* [Task requirements]
Set down all of the data again, character for character.

[Data extracted from a collection]
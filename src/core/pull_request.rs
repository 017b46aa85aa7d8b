use serde::Serialize;
use serde_json::Value;

/// One open pull request, normalized across platform variants.
#[derive(Debug, Clone, PartialEq, Serialize)]
#[serde(rename_all = "camelCase")]
pub struct PullRequest {
    pub id: u64,
    pub title: String,
    pub source_branch: String,
    pub approval_count: u32,
    /// Optimistic-locking token; only the server variant has one and needs it to merge.
    #[serde(skip_serializing_if = "Option::is_none")]
    pub version: Option<i64>,
    #[serde(skip)]
    pub raw: Value,
}

impl std::fmt::Display for PullRequest {
    fn fmt(&self, f: &mut std::fmt::Formatter<'_>) -> std::fmt::Result {
        write!(f, "PR #{}: {} ({})", self.id, self.title, self.source_branch)
    }
}

/// Keep pull requests with at least `threshold` approvals, in their original order.
pub fn qualify(prs: &[PullRequest], threshold: u32) -> Vec<PullRequest> {
    prs.iter()
        .filter(|pr| pr.approval_count >= threshold)
        .cloned()
        .collect()
}
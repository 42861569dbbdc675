use std::cmp::Ordering;

/// Which child of a node we're talking about. Rotations and rebalancing are written once in
/// terms of a `Direction` and its [`mirror`][Direction::mirror] instead of once per side.
#[derive(Copy, Clone, Debug, PartialEq, Eq)]
pub(crate) enum Direction {
    Left,
    Right,
}

impl Direction {
    /// The other side.
    pub(crate) fn mirror(self) -> Self {
        match self {
            Self::Left => Self::Right,
            Self::Right => Self::Left,
        }
    }

    /// The side a search for a key descends into, given how the key compares to the current
    /// node's key. `None` means the key was found.
    pub(crate) fn towards(ordering: Ordering) -> Option<Self> {
        match ordering {
            Ordering::Less => Some(Self::Left),
            Ordering::Equal => None,
            Ordering::Greater => Some(Self::Right),
        }
    }
}
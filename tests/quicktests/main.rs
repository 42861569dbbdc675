use quickcheck::{Arbitrary, Gen};

mod tree;

/// An enum for the various kinds of "things" to do to
/// a tree in a quicktest.
#[derive(Copy, Clone, Debug)]
pub enum Op<K, V> {
    /// Insert the K, V into the data structure
    Insert(K, V),
    /// Remove the K from the data structure
    Remove(K),
}

impl<K, V> Arbitrary for Op<K, V>
where
    K: Arbitrary,
    V: Arbitrary,
{
    /// Tells quickcheck how to randomly choose an operation
    fn arbitrary(g: &mut Gen) -> Self {
        match g.choose(&[0, 0, 1]).unwrap() {
            0 => Op::Insert(K::arbitrary(g), V::arbitrary(g)),
            1 => Op::Remove(K::arbitrary(g)),
            _ => unreachable!(),
        }
    }
}
//! Errors reported by [`Tree`][crate::Tree] operations.

use thiserror::Error;

/// Everything that can go wrong when talking to a [`Tree`][crate::Tree].
#[derive(Error, Debug, Clone, Copy, PartialEq, Eq)]
pub enum Error {
    /// The supplied key couldn't be converted into the tree's key type. The tree is left
    /// untouched.
    #[error("Invalid key type: expected a key convertible to `{expected}`")]
    InvalidKeyType {
        /// Name of the tree's key type.
        expected: &'static str,
    },

    /// No live entry matches the key. Tombstoned entries count as missing.
    #[error("Key not found")]
    NotFound,
}

/// Shorthand for results carrying an [`Error`].
pub type Result<T> = std::result::Result<T, Error>;
use std::fmt;

use crate::tree::{Link, Node, Tree};

/// Stands in for a missing child next to a present one so left and right can be told apart.
const GAP: &str = "·";

fn outline<K, V>(node: &Node<K, V>) -> termtree::Tree<String>
where
    K: fmt::Display,
    V: fmt::Display,
{
    let mut label = format!("{}: {}", node.key, node.value);
    if node.removed {
        label.push_str(" (removed)");
    }

    let outline = termtree::Tree::new(label);
    if node.left.is_none() && node.right.is_none() {
        return outline;
    }
    outline.with_leaves([&node.left, &node.right].into_iter().map(child_outline))
}

fn child_outline<K, V>(link: &Link<K, V>) -> termtree::Tree<String>
where
    K: fmt::Display,
    V: fmt::Display,
{
    match link.as_deref() {
        Some(node) => outline(node),
        None => termtree::Tree::new(GAP.to_string()),
    }
}

/// Draws the tree sideways, one node per line, removed nodes included.
///
/// ```text
/// 20: b
/// ├── 10: a (removed)
/// │   ├── 5: c
/// │   └── ·
/// └── 30: d
/// ```
impl<K, V> fmt::Display for Tree<K, V>
where
    K: fmt::Display,
    V: fmt::Display,
{
    fn fmt(&self, f: &mut fmt::Formatter<'_>) -> fmt::Result {
        match self.root() {
            Some(root) => write!(f, "{}", outline(root)),
            None => writeln!(f, "(empty)"),
        }
    }
}

impl<K, V> Tree<K, V>
where
    K: fmt::Display,
    V: fmt::Display,
{
    /// Prints the tree to stdout. See the [`Display`][fmt::Display] implementation for the
    /// format.
    pub fn print(&self) {
        print!("{self}");
    }
}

* [Output of the exercise]
filename src/core/pull_request.rs
repository 017b46aa85aa7d8b
use serde::Serialize;
use serde_json::Value;

/// One open pull request, normalized across platform variants.
#[derive(Debug, Clone, PartialEq, Serialize)]
#[serde(rename_all = "camelCase")]
pub struct PullRequest {
    pub id: u64,
    pub title: String,
    pub source_branch: String,
    pub approval_count: u32,
    /// Optimistic-locking token; only the server variant has one and needs it to merge.
    #[serde(skip_serializing_if = "Option::is_none")]
    pub version: Option<i64>,
    #[serde(skip)]
    pub raw: Value,
}

impl std::fmt::Display for PullRequest {
    fn fmt(&self, f: &mut std::fmt::Formatter<'_>) -> std::fmt::Result {
        write!(f, "PR #{}: {} ({})", self.id, self.title, self.source_branch)
    }
}

/// Keep pull requests with at least `threshold` approvals, in their original order.
pub fn qualify(prs: &[PullRequest], threshold: u32) -> Vec<PullRequest> {
    prs.iter()
        .filter(|pr| pr.approval_count >= threshold)
        .cloned()
        .collect()
}
repository 42861569dbbdc675
use std::cmp::Ordering;

/// Which child of a node we're talking about. Rotations and rebalancing are written once in
/// terms of a `Direction` and its [`mirror`][Direction::mirror] instead of once per side.
#[derive(Copy, Clone, Debug, PartialEq, Eq)]
pub(crate) enum Direction {
    Left,
    Right,
}

impl Direction {
    /// The other side.
    pub(crate) fn mirror(self) -> Self {
        match self {
            Self::Left => Self::Right,
            Self::Right => Self::Left,
        }
    }

    /// The side a search for a key descends into, given how the key compares to the current
    /// node's key. `None` means the key was found.
    pub(crate) fn towards(ordering: Ordering) -> Option<Self> {
        match ordering {
            Ordering::Less => Some(Self::Left),
            Ordering::Equal => None,
            Ordering::Greater => Some(Self::Right),
        }
    }
}
filename tests/quicktests/main.rs
repository 42861569dbbdc675
use quickcheck::{Arbitrary, Gen};

mod tree;

/// An enum for the various kinds of "things" to do to
/// a tree in a quicktest.
#[derive(Copy, Clone, Debug)]
pub enum Op<K, V> {
    /// Insert the K, V into the data structure
    Insert(K, V),
    /// Remove the K from the data structure
    Remove(K),
}

impl<K, V> Arbitrary for Op<K, V>
where
    K: Arbitrary,
    V: Arbitrary,
{
    /// Tells quickcheck how to randomly choose an operation
    fn arbitrary(g: &mut Gen) -> Self {
        match g.choose(&[0, 0, 1]).unwrap() {
            0 => Op::Insert(K::arbitrary(g), V::arbitrary(g)),
            1 => Op::Remove(K::arbitrary(g)),
            _ => unreachable!(),
        }
    }
}
//! Errors reported by [`Tree`][crate::Tree] operations.

use thiserror::Error;

/// Everything that can go wrong when talking to a [`Tree`][crate::Tree].
#[derive(Error, Debug, Clone, Copy, PartialEq, Eq)]
pub enum Error {
    /// The supplied key couldn't be converted into the tree's key type. The tree is left
    /// untouched.
    #[error("Invalid key type: expected a key convertible to `{expected}`")]
    InvalidKeyType {
        /// Name of the tree's key type.
        expected: &'static str,
    },

    /// No live entry matches the key. Tombstoned entries count as missing.
    #[error("Key not found")]
    NotFound,
}

/// Shorthand for results carrying an [`Error`].
pub type Result<T> = std::result::Result<T, Error>;
use std::fmt;

use crate::tree::{Link, Node, Tree};

/// Stands in for a missing child next to a present one so left and right can be told apart.
const GAP: &str = "·";

fn outline<K, V>(node: &Node<K, V>) -> termtree::Tree<String>
where
    K: fmt::Display,
    V: fmt::Display,
{
    let mut label = format!("{}: {}", node.key, node.value);
    if node.removed {
        label.push_str(" (removed)");
    }

    let outline = termtree::Tree::new(label);
    if node.left.is_none() && node.right.is_none() {
        return outline;
    }
    outline.with_leaves([&node.left, &node.right].into_iter().map(child_outline))
}

fn child_outline<K, V>(link: &Link<K, V>) -> termtree::Tree<String>
where
    K: fmt::Display,
    V: fmt::Display,
{
    match link.as_deref() {
        Some(node) => outline(node),
        None => termtree::Tree::new(GAP.to_string()),
    }
}

/// Draws the tree sideways, one node per line, removed nodes included.
///
/// ```text
/// 20: b
/// ├── 10: a (removed)
/// │   ├── 5: c
/// │   └── ·
/// └── 30: d
/// ```
impl<K, V> fmt::Display for Tree<K, V>
where
    K: fmt::Display,
    V: fmt::Display,
{
    fn fmt(&self, f: &mut fmt::Formatter<'_>) -> fmt::Result {
        match self.root() {
            Some(root) => write!(f, "{}", outline(root)),
            None => writeln!(f, "(empty)"),
        }
    }
}

impl<K, V> Tree<K, V>
where
    K: fmt::Display,
    V: fmt::Display,
{
    /// Prints the tree to stdout. See the [`Display`][fmt::Display] implementation for the
    /// format.
    pub fn print(&self) {
        print!("{self}");
    }
}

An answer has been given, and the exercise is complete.